Despite an already strong run, United Airlines Holdings, Inc. (NASDAQ:UAL) shares have been powering on, with a gain of 27% in the last thirty days. Looking back a bit further, it's encouraging to see the stock is up 61% in the last year.
Even after such a large jump in price, United Airlines Holdings may still be sending very bullish signals at the moment with its price-to-earnings (or "P/E") ratio of 7.1x, since almost half of all companies in the United States have P/E ratios greater than 19x and even P/E's higher than 35x are not unusual. Although, it's not wise to just take the P/E at face value as there may be an explanation why it's so limited.
Recent times have been pleasing for United Airlines Holdings as its earnings have risen in spite of the market's earnings going into reverse. One possibility is that the P/E is low because investors think the company's earnings are going to fall away like everyone else's soon. If you like the company, you'd be hoping this isn't the case so that you could potentially pick up some stock while it's out of favour.
Check out our latest analysis for United Airlines Holdings
If you'd like to see what analysts are forecasting going forward, you should check out our free report on United Airlines Holdings.The only time you'd be truly comfortable seeing a P/E as depressed as United Airlines Holdings' is when the company's growth is on track to lag the market decidedly.

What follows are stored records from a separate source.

//! Voxel volumes and their precomputed mip chains.
//!
//! A [`VoxelTexture`] is a cubic RGBA8 grid (level 0) plus an ordered sequence
//! of coarser levels. Each level halves every dimension of the previous one
//! (rounded down, never below 1) and stores the alpha-weighted average of the
//! 2x2x2 block it covers.

/// Number of mip levels for a cubic grid of side `grid_length`.
///
/// The count is `log2(grid_length) + 1.5`, truncated. For power-of-two sizes
/// this equals `log2(grid_length) + 1` (64 -> 7); for other sizes the extra
/// half rounds the fractional logarithm to the nearest level count. Every
/// bound on the active mip level derives from this value, so it is kept
/// exactly as is.
pub fn mip_level_count(grid_length: u32) -> u32 {
    ((grid_length.max(1) as f32).log2() + 1.5) as u32
}

/// Longest mip chain a GPU texture of size `dims` can hold, `floor(log2(max)) + 1`.
///
/// Can be smaller than [`mip_level_count`] for sizes that are not a power of
/// two (48 -> 6 against 7). The extra CPU levels are all 1x1x1.
pub fn max_gpu_mip_levels(dims: [u32; 3]) -> u32 {
    let longest = dims.iter().copied().max().unwrap_or(1).max(1);
    32 - longest.leading_zeros()
}

/// One RGBA8 sample. Alpha zero means empty.
pub type Voxel = [u8; 4];

/// A dense 3D grid of voxels, x fastest, then y, then z.
#[derive(Clone, Debug, PartialEq)]
pub struct VoxelGrid {
    dims: [u32; 3],
    voxels: Vec<Voxel>,
}

impl VoxelGrid {
    pub fn new(dims: [u32; 3]) -> Self {
        let dims = dims.map(|d| d.max(1));
        let len = dims.iter().map(|&d| d as usize).product();
        Self {
            dims,
            voxels: vec![[0; 4]; len],
        }
    }

    /// Fill a cubic grid by evaluating `sample` at every voxel centre in `[0, 1]^3`.
    pub fn from_fn(grid_length: u32, mut sample: impl FnMut([f32; 3]) -> Voxel) -> Self {
        let mut grid = Self::new([grid_length; 3]);
        let n = grid.dims;
        for z in 0..n[2] {
            for y in 0..n[1] {
                for x in 0..n[0] {
                    let p = [
                        (x as f32 + 0.5) / n[0] as f32,
                        (y as f32 + 0.5) / n[1] as f32,
                        (z as f32 + 0.5) / n[2] as f32,
                    ];
                    let index = grid.index(x, y, z);
                    grid.voxels[index] = sample(p);
                }
            }
        }
        grid
    }

    pub fn dims(&self) -> [u32; 3] {
        self.dims
    }

    pub fn voxels(&self) -> &[Voxel] {
        &self.voxels
    }

    fn index(&self, x: u32, y: u32, z: u32) -> usize {
        (x + self.dims[0] * (y + self.dims[1] * z)) as usize
    }

    pub fn get(&self, x: u32, y: u32, z: u32) -> Voxel {
        self.voxels[self.index(x, y, z)]
    }

    pub fn set(&mut self, x: u32, y: u32, z: u32, voxel: Voxel) {
        let index = self.index(x, y, z);
        self.voxels[index] = voxel;
    }

    pub fn occupied(&self) -> usize {
        self.voxels.iter().filter(|v| v[3] > 0).count()
    }

    /// Iterate over non-empty voxels as `(x, y, z, voxel)`.
    pub fn iter_occupied(&self) -> impl Iterator<Item = (u32, u32, u32, Voxel)> + '_ {
        let [w, h, _] = self.dims;
        self.voxels
            .iter()
            .enumerate()
            .filter(|(_, v)| v[3] > 0)
            .map(move |(i, v)| {
                let i = i as u32;
                (i % w, (i / w) % h, i / (w * h), *v)
            })
    }

    /// Box-filter this grid into the next coarser level.
    pub fn downsample(&self) -> Self {
        let mut next = Self::new(self.dims.map(|d| (d / 2).max(1)));
        let clamp = |v: u32, d: u32| v.min(d - 1);
        let [nx, ny, nz] = next.dims;
        for z in 0..nz {
            for y in 0..ny {
                for x in 0..nx {
                    let mut rgb = [0u32; 3];
                    let mut alpha = 0u32;
                    for (dx, dy, dz) in CORNERS {
                        let v = self.get(
                            clamp(2 * x + dx, self.dims[0]),
                            clamp(2 * y + dy, self.dims[1]),
                            clamp(2 * z + dz, self.dims[2]),
                        );
                        let a = v[3] as u32;
                        for c in 0..3 {
                            rgb[c] += v[c] as u32 * a;
                        }
                        alpha += a;
                    }
                    let voxel = if alpha == 0 {
                        [0; 4]
                    } else {
                        [
                            (rgb[0] / alpha) as u8,
                            (rgb[1] / alpha) as u8,
                            (rgb[2] / alpha) as u8,
                            // Round up so a single occupied child keeps the parent visible.
                            alpha.div_ceil(8) as u8,
                        ]
                    };
                    next.set(x, y, z, voxel);
                }
            }
        }
        next
    }
}

const CORNERS: [(u32, u32, u32); 8] = [
    (0, 0, 0),
    (1, 0, 0),
    (0, 1, 0),
    (1, 1, 0),
    (0, 0, 1),
    (1, 0, 1),
    (0, 1, 1),
    (1, 1, 1),
];

/// A voxel volume with its full mip chain.
#[derive(Clone, Debug)]
pub struct VoxelTexture {
    id: u64,
    name: String,
    levels: Vec<VoxelGrid>,
}

impl VoxelTexture {
    /// Build `mip_levels` levels (at least one) starting from `base`.
    pub fn new(id: u64, name: &str, base: VoxelGrid, mip_levels: u32) -> Self {
        let mut levels = Vec::with_capacity(mip_levels.max(1) as usize);
        levels.push(base);
        while levels.len() < mip_levels.max(1) as usize {
            let next = levels[levels.len() - 1].downsample();
            levels.push(next);
        }
        Self {
            id,
            name: name.to_string(),
            levels,
        }
    }

    /// Unique per generated volume. Regenerating a preset yields a new id.
    pub fn id(&self) -> u64 {
        self.id
    }

    pub fn name(&self) -> &str {
        &self.name
    }

    pub fn mip_level_count(&self) -> u32 {
        self.levels.len() as u32
    }

    /// The grid at `level`, clamped to the coarsest level.
    pub fn level(&self, level: u32) -> &VoxelGrid {
        let last = self.levels.len() - 1;
        &self.levels[(level as usize).min(last)]
    }

    pub fn levels(&self) -> &[VoxelGrid] {
        &self.levels
    }
}

#[cfg(test)]
mod tests {
    use super::*;

    #[test]
    fn mip_level_count_uses_the_half_offset() {
        assert_eq!(mip_level_count(64), 7);
        assert_eq!(mip_level_count(1), 1);
        assert_eq!(mip_level_count(2), 2);
        assert_eq!(mip_level_count(32), 6);
        // log2(48) = 5.58, + 1.5 = 7.08
        assert_eq!(mip_level_count(48), 7);
        // log2(40) = 5.32, + 1.5 = 6.82
        assert_eq!(mip_level_count(40), 6);
        assert_eq!(mip_level_count(0), 1);
    }

    #[test]
    fn gpu_chain_stops_at_one_voxel() {
        assert_eq!(max_gpu_mip_levels([64; 3]), 7);
        assert_eq!(max_gpu_mip_levels([48; 3]), 6);
        assert_eq!(max_gpu_mip_levels([1; 3]), 1);
        assert_eq!(max_gpu_mip_levels([0; 3]), 1);

        let base = VoxelGrid::from_fn(48, |_| [255; 4]);
        let texture = VoxelTexture::new(0, "48", base, mip_level_count(48));
        let sides: Vec<u32> = texture.levels().iter().map(|l| l.dims()[0]).collect();
        assert_eq!(sides, vec![48, 24, 12, 6, 3, 1, 1]);
        assert!(max_gpu_mip_levels(texture.level(0).dims()) < texture.mip_level_count());
    }

    #[test]
    fn every_level_halves_down_to_one() {
        let base = VoxelGrid::from_fn(64, |_| [255; 4]);
        let texture = VoxelTexture::new(0, "full", base, mip_level_count(64));
        let sides: Vec<u32> = texture.levels().iter().map(|l| l.dims()[0]).collect();
        assert_eq!(sides, vec![64, 32, 16, 8, 4, 2, 1]);
        assert_eq!(texture.level(100).dims(), [1, 1, 1]);
    }

    #[test]
    fn odd_sizes_round_down() {
        let base = VoxelGrid::from_fn(5, |_| [10, 20, 30, 255]);
        let texture = VoxelTexture::new(0, "odd", base, 4);
        let sides: Vec<u32> = texture.levels().iter().map(|l| l.dims()[0]).collect();
        assert_eq!(sides, vec![5, 2, 1, 1]);
        assert_eq!(texture.level(3).get(0, 0, 0), [10, 20, 30, 255]);
    }

    #[test]
    fn downsampling_weights_colour_by_alpha() {
        let mut grid = VoxelGrid::new([2; 3]);
        grid.set(0, 0, 0, [200, 0, 0, 255]);
        grid.set(1, 1, 1, [0, 0, 100, 255]);
        let coarse = grid.downsample();
        assert_eq!(coarse.dims(), [1; 3]);
        let v = coarse.get(0, 0, 0);
        assert_eq!(v, [100, 0, 50, 64]);
    }

    #[test]
    fn empty_blocks_stay_empty() {
        let grid = VoxelGrid::new([4; 3]);
        assert_eq!(grid.downsample().occupied(), 0);
    }

    #[test]
    fn occupied_iteration_reports_coordinates() {
        let mut grid = VoxelGrid::new([3, 3, 3]);
        grid.set(2, 1, 0, [1, 2, 3, 4]);
        let all: Vec<_> = grid.iter_occupied().collect();
        assert_eq!(all, vec![(2, 1, 0, [1, 2, 3, 4])]);
    }
}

Retrospectively, the last year delivered a decent 9.8% gain to the company's bottom line. Still, EPS has barely risen at all in aggregate from three years ago, which is not ideal. Therefore, it's fair to say that earnings growth has been inconsistent recently for the company.
Turning to the outlook, the next three years should generate growth of 8.0% each year as estimated by the analysts watching the company. That's shaping up to be materially lower than the 10% per annum growth forecast for the broader market.
In light of this, it's understandable that United Airlines Holdings' P/E sits below the majority of other companies. It seems most investors are expecting to see limited future growth and are only willing to pay a reduced amount for the stock.
Shares in United Airlines Holdings are going to need a lot more upward momentum to get the company's P/E out of its slump. While the price-to-earnings ratio shouldn't be the defining factor in whether you buy a stock or not, it's quite a capable barometer of earnings expectations.
We've established that United Airlines Holdings maintains its low P/E on the weakness of its forecast growth being lower than the wider market, as expected. At this stage investors feel the potential for an improvement in earnings isn't great enough to justify a higher P/E ratio. Unless these conditions improve, they will continue to form a barrier for the share price around these levels.
Having said that, be aware United Airlines Holdings is showing 1 warning sign in our investment analysis, you should know about.
Of course, you might also be able to find a better stock than United Airlines Holdings. So you may wish to see this free collection of other companies that have reasonable P/E ratios and have grown earnings strongly.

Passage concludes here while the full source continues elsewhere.